Conforme os ensinamentos de Almeida (2004, p. 105) “saber quem gerou o indivíduo, tanto o pai quanto a mãe, integra a existência do ser humano em seu mundo individual e no mundo coletivo, sendo que compõe a natureza da alma”. Ademais, o reconhecimento da origem genética também tem importância em casos de doenças somente solucionáveis através de compatibilidade consanguínea.
Ressalte-se que o direito ao conhecimento da origem biológica se difere do direito à filiação. O direito à filiação é o que estabelece um liame jurídico entre o filho e quem assume os deveres da paternidade (LÔBO, 2006, p. 797). Da filiação decorrem outros direitos, tais quais direito ao nome e a alimentos, além dos deveres de assistência decorrentes da relação de parentesco. Hoje é assente que a filiação não se funda exclusivamente na origem genética, sendo orientada principalmente pela afetividade nas relações intersubjetivas, pautadas pela convivência familiar.

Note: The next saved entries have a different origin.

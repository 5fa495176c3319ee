//! Federated identity proof checking.
//!
//! Real adapters (OIDC providers, SAML) live outside the engine; it only needs
//! "does this assertion prove subject X at provider P".

use std::collections::HashMap;
use std::sync::RwLock;

use async_trait::async_trait;

#[derive(Debug, Clone, PartialEq, Eq, thiserror::Error)]
pub enum VerifierError {
    #[error("assertion rejected")]
    Rejected,
    #[error("unknown identity provider: {0}")]
    UnknownProvider(String),
    #[error("identity provider unavailable: {0}")]
    Unavailable(String),
}

#[async_trait]
pub trait ExternalIdentityVerifier: Send + Sync {
    /// Returns the subject identifier at `provider` proven by `assertion`.
    async fn verify(&self, provider: &str, assertion: &str) -> Result<String, VerifierError>;
}

#[async_trait]
impl<V> ExternalIdentityVerifier for std::sync::Arc<V>
where
    V: ExternalIdentityVerifier + ?Sized,
{
    async fn verify(&self, provider: &str, assertion: &str) -> Result<String, VerifierError> {
        (**self).verify(provider, assertion).await
    }
}

/// Table-driven verifier for tests and local development.
///
/// Maps `(provider, assertion)` to an external id. Providers are matched
/// case-insensitively.
#[derive(Debug, Default)]
pub struct StaticIdentityVerifier {
    assertions: RwLock<HashMap<(String, String), String>>,
}

impl StaticIdentityVerifier {
    pub fn new() -> Self {
        Self::default()
    }

    pub fn register(&self, provider: &str, assertion: &str, external_id: &str) {
        if let Ok(mut map) = self.assertions.write() {
            map.insert(
                (provider.to_lowercase(), assertion.to_string()),
                external_id.to_string(),
            );
        }
    }

    fn knows_provider(map: &HashMap<(String, String), String>, provider: &str) -> bool {
        map.keys().any(|(p, _)| p == provider)
    }
}

#[async_trait]
impl ExternalIdentityVerifier for StaticIdentityVerifier {
    async fn verify(&self, provider: &str, assertion: &str) -> Result<String, VerifierError> {
        let map = self
            .assertions
            .read()
            .map_err(|_| VerifierError::Unavailable("lock poisoned".to_string()))?;
        let provider = provider.to_lowercase();
        if !Self::knows_provider(&map, &provider) {
            return Err(VerifierError::UnknownProvider(provider));
        }
        map.get(&(provider, assertion.to_string()))
            .cloned()
            .ok_or(VerifierError::Rejected)
    }
}

#[cfg(test)]
mod tests {
    use super::*;

    #[tokio::test]
    async fn registered_assertions_resolve() {
        let verifier = StaticIdentityVerifier::new();
        verifier.register("Google", "proof-1", "g-123");

        assert_eq!(verifier.verify("google", "proof-1").await.unwrap(), "g-123");
        assert_eq!(verifier.verify("google", "forged").await, Err(VerifierError::Rejected));
        assert!(matches!(
            verifier.verify("saml", "proof-1").await,
            Err(VerifierError::UnknownProvider(_))
        ));
    }
}
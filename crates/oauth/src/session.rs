//! Per-user device sessions.
//!
//! One stream per user (id `derive_id("sessions", user_id)`) holds every
//! session of that user, so "log out everywhere" is a single atomic append and
//! a verifier reading this stream never sees a half-revoked state.

use std::collections::{BTreeMap, BTreeSet};

use chrono::{DateTime, Utc};
use serde::{Deserialize, Serialize};
use uuid::Uuid;

use gatekeep_core::{Aggregate, AggregateId, AggregateRoot, DomainError, FamilyId, SessionId, UserId, derive_id};
use gatekeep_events::Event;

pub fn sessions_stream_id(user_id: UserId) -> AggregateId {
    derive_id("sessions", &user_id.to_string())
}

#[derive(Debug, Clone, PartialEq, Eq, Serialize, Deserialize)]
pub struct Session {
    pub session_id: SessionId,
    pub device_fingerprint: String,
    pub created_at: DateTime<Utc>,
    pub last_seen_at: DateTime<Utc>,
    pub families: BTreeSet<FamilyId>,
    pub active_token_jtis: BTreeSet<Uuid>,
    pub revoked: bool,
}

#[derive(Debug, Clone)]
pub struct UserSessions {
    pub id: AggregateId,
    pub user_id: Option<UserId>,
    pub sessions: BTreeMap<SessionId, Session>,
    pub version: u64,
}

impl UserSessions {
    pub fn active(&self) -> impl Iterator<Item = &Session> {
        self.sessions.values().filter(|s| !s.revoked)
    }

    pub fn session(&self, session_id: &SessionId) -> Option<&Session> {
        self.sessions.get(session_id)
    }

    /// Strong check used by token verification.
    pub fn ensure_live(&self, session_id: &SessionId) -> Result<&Session, DomainError> {
        let session = self.sessions.get(session_id).ok_or(DomainError::NotFound)?;
        if session.revoked {
            return Err(DomainError::revoked("session revoked"));
        }
        Ok(session)
    }

    fn live_by_fingerprint(&self, fingerprint: &str) -> Option<&Session> {
        self.active().find(|s| s.device_fingerprint == fingerprint)
    }
}

impl AggregateRoot for UserSessions {
    type Id = AggregateId;

    fn id(&self) -> &Self::Id {
        &self.id
    }

    fn version(&self) -> u64 {
        self.version
    }
}

#[derive(Debug, Clone)]
pub enum SessionCommand {
    /// Create a session for the device, or touch the live one it already has.
    Start {
        user_id: UserId,
        session_id: SessionId,
        device_fingerprint: String,
        occurred_at: DateTime<Utc>,
    },
    BindTokens {
        session_id: SessionId,
        family_id: FamilyId,
        jtis: Vec<Uuid>,
        occurred_at: DateTime<Utc>,
    },
    Revoke {
        session_id: SessionId,
        occurred_at: DateTime<Utc>,
    },
    RevokeAll {
        occurred_at: DateTime<Utc>,
    },
}

#[derive(Debug, Clone, PartialEq, Eq, Serialize, Deserialize)]
pub enum SessionEvent {
    SessionCreated {
        user_id: UserId,
        session_id: SessionId,
        device_fingerprint: String,
        occurred_at: DateTime<Utc>,
    },
    SessionTouched {
        session_id: SessionId,
        occurred_at: DateTime<Utc>,
    },
    TokensBound {
        session_id: SessionId,
        family_id: FamilyId,
        jtis: Vec<Uuid>,
        occurred_at: DateTime<Utc>,
    },
    SessionRevoked {
        session_id: SessionId,
        occurred_at: DateTime<Utc>,
    },
    AllSessionsRevoked {
        session_ids: Vec<SessionId>,
        occurred_at: DateTime<Utc>,
    },
}

impl Event for SessionEvent {
    fn event_type(&self) -> &'static str {
        match self {
            SessionEvent::SessionCreated { .. } => "oauth.sessions.created",
            SessionEvent::SessionTouched { .. } => "oauth.sessions.touched",
            SessionEvent::TokensBound { .. } => "oauth.sessions.tokens_bound",
            SessionEvent::SessionRevoked { .. } => "oauth.sessions.revoked",
            SessionEvent::AllSessionsRevoked { .. } => "oauth.sessions.all_revoked",
        }
    }

    fn occurred_at(&self) -> DateTime<Utc> {
        match self {
            SessionEvent::SessionCreated { occurred_at, .. }
            | SessionEvent::SessionTouched { occurred_at, .. }
            | SessionEvent::TokensBound { occurred_at, .. }
            | SessionEvent::SessionRevoked { occurred_at, .. }
            | SessionEvent::AllSessionsRevoked { occurred_at, .. } => *occurred_at,
        }
    }
}

impl Aggregate for UserSessions {
    type Command = SessionCommand;
    type Event = SessionEvent;
    type Error = DomainError;

    const AGGREGATE_TYPE: &'static str = "oauth.user_sessions";

    fn empty(id: AggregateId) -> Self {
        Self {
            id,
            user_id: None,
            sessions: BTreeMap::new(),
            version: 0,
        }
    }

    fn apply(&mut self, event: &Self::Event) {
        match event {
            SessionEvent::SessionCreated { user_id, session_id, device_fingerprint, occurred_at } => {
                self.user_id = Some(*user_id);
                self.sessions.insert(
                    *session_id,
                    Session {
                        session_id: *session_id,
                        device_fingerprint: device_fingerprint.clone(),
                        created_at: *occurred_at,
                        last_seen_at: *occurred_at,
                        families: BTreeSet::new(),
                        active_token_jtis: BTreeSet::new(),
                        revoked: false,
                    },
                );
            }
            SessionEvent::SessionTouched { session_id, occurred_at } => {
                if let Some(s) = self.sessions.get_mut(session_id) {
                    s.last_seen_at = *occurred_at;
                }
            }
            SessionEvent::TokensBound { session_id, family_id, jtis, .. } => {
                if let Some(s) = self.sessions.get_mut(session_id) {
                    s.families.insert(*family_id);
                    s.active_token_jtis.extend(jtis.iter().copied());
                }
            }
            SessionEvent::SessionRevoked { session_id, .. } => {
                if let Some(s) = self.sessions.get_mut(session_id) {
                    s.revoked = true;
                }
            }
            SessionEvent::AllSessionsRevoked { session_ids, .. } => {
                for id in session_ids {
                    if let Some(s) = self.sessions.get_mut(id) {
                        s.revoked = true;
                    }
                }
            }
        }
        self.version += 1;
    }

    fn handle(&self, command: &Self::Command) -> Result<Vec<Self::Event>, Self::Error> {
        match command {
            SessionCommand::Start { user_id, session_id, device_fingerprint, occurred_at } => {
                if self.user_id.is_some_and(|owner| owner != *user_id) {
                    return Err(DomainError::invariant("session stream belongs to another user"));
                }
                let fingerprint = device_fingerprint.trim();
                if fingerprint.is_empty() {
                    return Err(DomainError::validation("device fingerprint is required"));
                }
                if let Some(existing) = self.live_by_fingerprint(fingerprint) {
                    return Ok(vec![SessionEvent::SessionTouched {
                        session_id: existing.session_id,
                        occurred_at: *occurred_at,
                    }]);
                }
                if self.sessions.contains_key(session_id) {
                    return Err(DomainError::conflict("session id already used"));
                }
                Ok(vec![SessionEvent::SessionCreated {
                    user_id: *user_id,
                    session_id: *session_id,
                    device_fingerprint: fingerprint.to_string(),
                    occurred_at: *occurred_at,
                }])
            }
            SessionCommand::BindTokens { session_id, family_id, jtis, occurred_at } => {
                self.ensure_live(session_id)?;
                Ok(vec![SessionEvent::TokensBound {
                    session_id: *session_id,
                    family_id: *family_id,
                    jtis: jtis.clone(),
                    occurred_at: *occurred_at,
                }])
            }
            SessionCommand::Revoke { session_id, occurred_at } => {
                let session = self.sessions.get(session_id).ok_or(DomainError::NotFound)?;
                if session.revoked {
                    return Ok(vec![]);
                }
                Ok(vec![SessionEvent::SessionRevoked {
                    session_id: *session_id,
                    occurred_at: *occurred_at,
                }])
            }
            SessionCommand::RevokeAll { occurred_at } => {
                let session_ids: Vec<SessionId> = self.active().map(|s| s.session_id).collect();
                if session_ids.is_empty() {
                    return Ok(vec![]);
                }
                Ok(vec![SessionEvent::AllSessionsRevoked {
                    session_ids,
                    occurred_at: *occurred_at,
                }])
            }
        }
    }
}
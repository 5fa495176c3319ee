//! Password policy and Argon2id hashing.
//!
//! Hashing needs a random salt, so it happens *before* a command is built;
//! verification is deterministic and runs inside the aggregate.

use argon2::password_hash::rand_core::OsRng;
use argon2::password_hash::{PasswordHash, PasswordHasher as _, PasswordVerifier, SaltString};
use argon2::{Algorithm, Argon2, Params, Version};
use serde::{Deserialize, Serialize};

use gatekeep_core::DomainError;

/// Password complexity rules. All thresholds are configuration inputs.
#[derive(Debug, Clone, PartialEq, Eq, Serialize, Deserialize)]
pub struct PasswordPolicy {
    pub min_length: usize,
    pub max_length: usize,
    pub require_uppercase: bool,
    pub require_lowercase: bool,
    pub require_digit: bool,
    pub require_special: bool,
}

impl Default for PasswordPolicy {
    fn default() -> Self {
        Self {
            min_length: 12,
            max_length: 128,
            require_uppercase: true,
            require_lowercase: true,
            require_digit: true,
            require_special: true,
        }
    }
}

impl PasswordPolicy {
    /// Length-only policy for development and tests.
    pub fn lenient() -> Self {
        Self {
            min_length: 8,
            max_length: 128,
            require_uppercase: false,
            require_lowercase: false,
            require_digit: false,
            require_special: false,
        }
    }

    pub fn validate(&self, password: &str) -> Result<(), DomainError> {
        let mut problems = Vec::new();
        let length = password.chars().count();

        if length < self.min_length {
            problems.push(format!("must be at least {} characters", self.min_length));
        }
        if length > self.max_length {
            problems.push(format!("must be at most {} characters", self.max_length));
        }
        if self.require_uppercase && !password.chars().any(|c| c.is_uppercase()) {
            problems.push("must contain an uppercase letter".to_string());
        }
        if self.require_lowercase && !password.chars().any(|c| c.is_lowercase()) {
            problems.push("must contain a lowercase letter".to_string());
        }
        if self.require_digit && !password.chars().any(|c| c.is_ascii_digit()) {
            problems.push("must contain a digit".to_string());
        }
        if self.require_special && !password.chars().any(|c| !c.is_alphanumeric()) {
            problems.push("must contain a special character".to_string());
        }

        if problems.is_empty() {
            Ok(())
        } else {
            Err(DomainError::validation(format!("password {}", problems.join(", "))))
        }
    }
}

/// Argon2id cost parameters.
#[derive(Debug, Clone, Copy, PartialEq, Eq, Serialize, Deserialize)]
pub struct PasswordHashing {
    /// Memory cost in KiB.
    pub memory_cost: u32,
    pub time_cost: u32,
    pub parallelism: u32,
}

impl Default for PasswordHashing {
    fn default() -> Self {
        Self {
            memory_cost: 19 * 1024,
            time_cost: 2,
            parallelism: 1,
        }
    }
}

impl PasswordHashing {
    /// Minimal cost, for tests only.
    pub fn testing() -> Self {
        Self {
            memory_cost: 1024,
            time_cost: 1,
            parallelism: 1,
        }
    }
}

/// Produces PHC-formatted Argon2id hashes.
#[derive(Clone)]
pub struct PasswordHasher {
    argon2: Argon2<'static>,
}

impl core::fmt::Debug for PasswordHasher {
    fn fmt(&self, f: &mut core::fmt::Formatter<'_>) -> core::fmt::Result {
        f.debug_struct("PasswordHasher").finish_non_exhaustive()
    }
}

impl PasswordHasher {
    pub fn new(config: PasswordHashing) -> Result<Self, DomainError> {
        let params = Params::new(config.memory_cost, config.time_cost, config.parallelism, None)
            .map_err(|e| DomainError::invariant(format!("invalid argon2 parameters: {e}")))?;
        Ok(Self {
            argon2: Argon2::new(Algorithm::Argon2id, Version::V0x13, params),
        })
    }

    pub fn hash(&self, password: &str) -> Result<String, DomainError> {
        let salt = SaltString::generate(&mut OsRng);
        self.argon2
            .hash_password(password.as_bytes(), &salt)
            .map(|h| h.to_string())
            .map_err(|e| DomainError::invariant(format!("password hashing failed: {e}")))
    }
}

/// Check a password against a stored PHC hash.
///
/// Cost parameters are read from the hash itself. The final digest comparison
/// inside argon2 is constant time; a malformed stored hash never verifies.
pub fn verify_password(stored_hash: &str, password: &str) -> bool {
    let Ok(parsed) = PasswordHash::new(stored_hash) else {
        return false;
    };
    Argon2::default()
        .verify_password(password.as_bytes(), &parsed)
        .is_ok()
}

#[cfg(test)]
mod tests {
    use super::*;

    #[test]
    fn default_policy_reports_every_problem() {
        let err = PasswordPolicy::default().validate("short").unwrap_err();
        let msg = err.to_string();
        assert!(msg.contains("at least 12"));
        assert!(msg.contains("uppercase"));
        assert!(msg.contains("digit"));
        assert!(msg.contains("special"));
    }

    #[test]
    fn default_policy_accepts_strong_password() {
        assert!(PasswordPolicy::default().validate("Correct-Horse-9").is_ok());
    }

    #[test]
    fn lenient_policy_only_checks_length() {
        assert!(PasswordPolicy::lenient().validate("abcdefgh").is_ok());
        assert!(PasswordPolicy::lenient().validate("abc").is_err());
    }

    #[test]
    fn hash_then_verify() {
        let hasher = PasswordHasher::new(PasswordHashing::testing()).unwrap();
        let hash = hasher.hash("s3cret-pass").unwrap();

        assert!(hash.starts_with("$argon2id$"));
        assert!(verify_password(&hash, "s3cret-pass"));
        assert!(!verify_password(&hash, "s3cret-pasS"));
        assert!(!verify_password("not-a-phc-string", "s3cret-pass"));
    }
}
//! Identity (user) aggregate, event-sourced.
//!
//! Registration, password authentication, password change, external identity
//! linking, role assignment and deactivation. Cross-aggregate rules (email
//! uniqueness, one owner per external identity) are enforced by
//! [`crate::claim::UniqueClaim`] streams *before* the user events are appended.

use std::collections::BTreeSet;

use chrono::{DateTime, Utc};
use serde::{Deserialize, Serialize};

use gatekeep_core::{Aggregate, AggregateRoot, DomainError, UserId};
use gatekeep_events::Event;

use crate::Role;
use crate::password::verify_password;

// ─────────────────────────────────────────────────────────────────────────────
// Value types
// ─────────────────────────────────────────────────────────────────────────────

/// An identity at an external provider linked to a local user.
#[derive(Debug, Clone, PartialEq, Eq, Hash, PartialOrd, Ord, Serialize, Deserialize)]
pub struct LinkedIdentity {
    pub provider: String,
    pub external_id: String,
}

/// Normalise and validate an email address.
///
/// Deliberately shallow: one `@`, non-empty local part, a dotted domain, no
/// whitespace. Deliverability is the mailer's problem.
pub fn normalize_email(raw: &str) -> Result<String, DomainError> {
    let email = raw.trim().to_lowercase();
    let malformed = || DomainError::validation("invalid email format");

    if email.is_empty() || email.len() > 254 || email.chars().any(char::is_whitespace) {
        return Err(malformed());
    }
    let (local, domain) = email.split_once('@').ok_or_else(malformed)?;
    if local.is_empty() || domain.contains('@') {
        return Err(malformed());
    }
    if !domain.contains('.') || domain.starts_with('.') || domain.ends_with('.') {
        return Err(malformed());
    }
    Ok(email)
}

// ─────────────────────────────────────────────────────────────────────────────
// User Aggregate
// ─────────────────────────────────────────────────────────────────────────────

/// User aggregate.
///
/// # Invariants
/// - Created by exactly one `UserRegistered`; never deleted.
/// - A deactivated user cannot authenticate, change password or link identities.
/// - Role assignment/revocation is idempotent and emits nothing when it would
///   not change the role set.
#[derive(Debug, Clone)]
pub struct User {
    pub id: UserId,
    pub email: String,
    pub password_hash: String,
    pub roles: BTreeSet<Role>,
    pub linked_identities: BTreeSet<LinkedIdentity>,
    pub active: bool,
    pub registered_at: Option<DateTime<Utc>>,
    pub last_authenticated_at: Option<DateTime<Utc>>,
    pub failed_attempts: u32,
    pub version: u64,
    pub registered: bool,
}

impl User {
    pub fn ensure_registered(&self) -> Result<(), DomainError> {
        if !self.registered {
            return Err(DomainError::NotFound);
        }
        Ok(())
    }

    fn ensure_active(&self) -> Result<(), DomainError> {
        self.ensure_registered()?;
        if !self.active {
            return Err(DomainError::invariant("user is deactivated"));
        }
        Ok(())
    }

    pub fn has_role(&self, role: &str) -> bool {
        self.roles.iter().any(|r| r.as_str() == role)
    }
}

impl AggregateRoot for User {
    type Id = UserId;

    fn id(&self) -> &Self::Id {
        &self.id
    }

    fn version(&self) -> u64 {
        self.version
    }
}

// ─────────────────────────────────────────────────────────────────────────────
// Commands
// ─────────────────────────────────────────────────────────────────────────────

#[derive(Debug, Clone, Serialize, Deserialize)]
pub struct RegisterUser {
    pub user_id: UserId,
    pub email: String,
    /// PHC hash, computed by the caller after the password policy passed.
    pub password_hash: String,
    pub occurred_at: DateTime<Utc>,
}

#[derive(Debug, Clone)]
pub struct AuthenticateUser {
    pub password: String,
    pub ip: Option<String>,
    pub user_agent: Option<String>,
    pub occurred_at: DateTime<Utc>,
}

#[derive(Debug, Clone)]
pub struct ChangePassword {
    pub current_password: String,
    pub new_password_hash: String,
    pub occurred_at: DateTime<Utc>,
}

#[derive(Debug, Clone, Serialize, Deserialize)]
pub struct LinkIdentity {
    /// Already verified by the external identity verifier.
    pub identity: LinkedIdentity,
    pub occurred_at: DateTime<Utc>,
}
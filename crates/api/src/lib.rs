//! HTTP surface of the identity engine: OAuth2/OIDC protocol endpoints plus
//! the account endpoints that drive a login end to end.

pub mod app;
pub mod config;
pub mod context;
pub mod middleware;
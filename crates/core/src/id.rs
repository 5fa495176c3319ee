//! Strongly-typed identifiers used across the domain.

use core::str::FromStr;
use serde::{Deserialize, Serialize};
use uuid::Uuid;

use crate::error::DomainError;

/// Identifier of an aggregate stream in the event store.
#[derive(Debug, Copy, Clone, PartialEq, Eq, Hash, PartialOrd, Ord, Serialize, Deserialize)]
#[serde(transparent)]
pub struct AggregateId(Uuid);

/// Identifier of an end user (identity aggregate).
#[derive(Debug, Copy, Clone, PartialEq, Eq, Hash, PartialOrd, Ord, Serialize, Deserialize)]
#[serde(transparent)]
pub struct UserId(Uuid);

/// Identifier of a registered OAuth2/OIDC client.
#[derive(Debug, Copy, Clone, PartialEq, Eq, Hash, PartialOrd, Ord, Serialize, Deserialize)]
#[serde(transparent)]
pub struct ClientId(Uuid);

/// Identifier of an authorization request (one authorize → redeem lifecycle).
#[derive(Debug, Copy, Clone, PartialEq, Eq, Hash, PartialOrd, Ord, Serialize, Deserialize)]
#[serde(transparent)]
pub struct RequestId(Uuid);

/// Identifier of a token family (all tokens descending from one grant).
#[derive(Debug, Copy, Clone, PartialEq, Eq, Hash, PartialOrd, Ord, Serialize, Deserialize)]
#[serde(transparent)]
pub struct FamilyId(Uuid);

/// Identifier of a device session.
#[derive(Debug, Copy, Clone, PartialEq, Eq, Hash, PartialOrd, Ord, Serialize, Deserialize)]
#[serde(transparent)]
pub struct SessionId(Uuid);

macro_rules! impl_uuid_newtype {
    ($t:ty, $name:literal) => {
        impl $t {
            /// Create a new identifier.
            ///
            /// Uses UUIDv7 (time-ordered). Prefer passing IDs explicitly in tests
            /// for determinism.
            pub fn new() -> Self {
                Self(Uuid::now_v7())
            }

            pub fn from_uuid(uuid: Uuid) -> Self {
                Self(uuid)
            }

            pub fn as_uuid(&self) -> &Uuid {
                &self.0
            }
        }

        impl Default for $t {
            fn default() -> Self {
                Self::new()
            }
        }

        impl core::fmt::Display for $t {
            fn fmt(&self, f: &mut core::fmt::Formatter<'_>) -> core::fmt::Result {
                core::fmt::Display::fmt(&self.0, f)
            }
        }

        impl From<Uuid> for $t {
            fn from(value: Uuid) -> Self {
                Self(value)
            }
        }

        impl From<$t> for Uuid {
            fn from(value: $t) -> Self {
                value.0
            }
        }

        impl FromStr for $t {
            type Err = DomainError;

            fn from_str(s: &str) -> Result<Self, Self::Err> {
                let uuid = Uuid::from_str(s)
                    .map_err(|e| DomainError::invalid_id(format!("{}: {}", $name, e)))?;
                Ok(Self(uuid))
            }
        }
    };
}

macro_rules! impl_stream_id {
    ($t:ty) => {
        impl From<$t> for AggregateId {
            fn from(value: $t) -> Self {
                AggregateId(value.0)
            }
        }

        impl From<AggregateId> for $t {
            fn from(value: AggregateId) -> Self {
                Self(value.0)
            }
        }
    };
}

impl_uuid_newtype!(AggregateId, "AggregateId");
impl_uuid_newtype!(UserId, "UserId");
impl_uuid_newtype!(ClientId, "ClientId");
impl_uuid_newtype!(RequestId, "RequestId");
impl_uuid_newtype!(FamilyId, "FamilyId");
impl_uuid_newtype!(SessionId, "SessionId");

impl_stream_id!(UserId);
impl_stream_id!(ClientId);
impl_stream_id!(RequestId);
impl_stream_id!(FamilyId);

/// Namespace for deterministic stream ids (UUIDv5).
const GATEKEEP_NAMESPACE: Uuid = Uuid::from_u128(0x6a1f_3c2e_9b4d_4e71_8f0a_5d2c_7e9b_1a30);

/// Derive a deterministic aggregate id from a kind and a natural key.
///
/// Used for streams whose identity *is* a natural key (an email claim, the
/// session set of a user): two writers racing on the same key land on the
/// same stream and are serialized by optimistic concurrency.
pub fn derive_id(kind: &str, key: &str) -> AggregateId {
    let name = format!("{kind}:{key}");
    AggregateId(Uuid::new_v5(&GATEKEEP_NAMESPACE, name.as_bytes()))
}

#[cfg(test)]
mod tests {
    use super::*;

    #[test]
    fn derived_ids_are_stable_per_key() {
        assert_eq!(derive_id("email", "a@b.c"), derive_id("email", "a@b.c"));
        assert_ne!(derive_id("email", "a@b.c"), derive_id("email", "x@b.c"));
        assert_ne!(derive_id("email", "a@b.c"), derive_id("external", "a@b.c"));
    }

    #[test]
    fn stream_ids_convert_losslessly() {
        let user = UserId::new();
        let aggregate: AggregateId = user.into();
        assert_eq!(UserId::from(aggregate), user);
    }

    #[test]
    fn parse_rejects_garbage() {
        let err = "not-a-uuid".parse::<ClientId>().unwrap_err();
        assert!(matches!(err, DomainError::InvalidId(_)));
    }
}
use std::borrow::Cow;

use serde::{Deserialize, Serialize};

/// Role identifier held by an identity.
///
/// Roles are opaque strings at this layer; what a role permits is decided by
/// the relying party that reads them from issued tokens.
#[derive(Debug, Clone, PartialEq, Eq, Hash, PartialOrd, Ord, Serialize, Deserialize)]
#[serde(transparent)]
pub struct Role(Cow<'static, str>);

impl Role {
    pub fn new(name: impl Into<Cow<'static, str>>) -> Self {
        Self(name.into())
    }

    pub fn as_str(&self) -> &str {
        &self.0
    }
}

impl core::fmt::Display for Role {
    fn fmt(&self, f: &mut core::fmt::Formatter<'_>) -> core::fmt::Result {
        f.write_str(&self.0)
    }
}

Assim, o direito de filiação pode decorrer do nascimento, mas pode também decorrer do vínculo de afetividade que motiva a construção das famílias e o consequente registro como filhos de indivíduos que não partilham seu sangue biológico. Portanto, a filiação não se confunde com o direito que cada pessoa tem de conhecer sua origem genética. Tratam-se de direitos com fundamentos, conteúdos e efeitos bastante distintos. Segundo Paulo Luiz Netto Lobo (2003, p.151-153):
O estado de filiação, que decorre da estabilidade dos laços afetivos construídos no cotidiano de pai e filho, constitui fundamento essencial da atribuição de paternidade ou maternidade. Nada tem a ver com o direito de cada pessoa ao reconhecimento de sua origem genética. São duas situações distintas, tendo a primeira natureza de direito de família e a segunda de direito da personalidade. As normas de regência e os efeitos jurídicos não se confundem nem se interpenetram. [...] Uma coisa é vindicar a origem genética, outra a investigação da paternidade. A paternidade deriva do estado de filiação, independentemente da origem (biológica ou não). [...]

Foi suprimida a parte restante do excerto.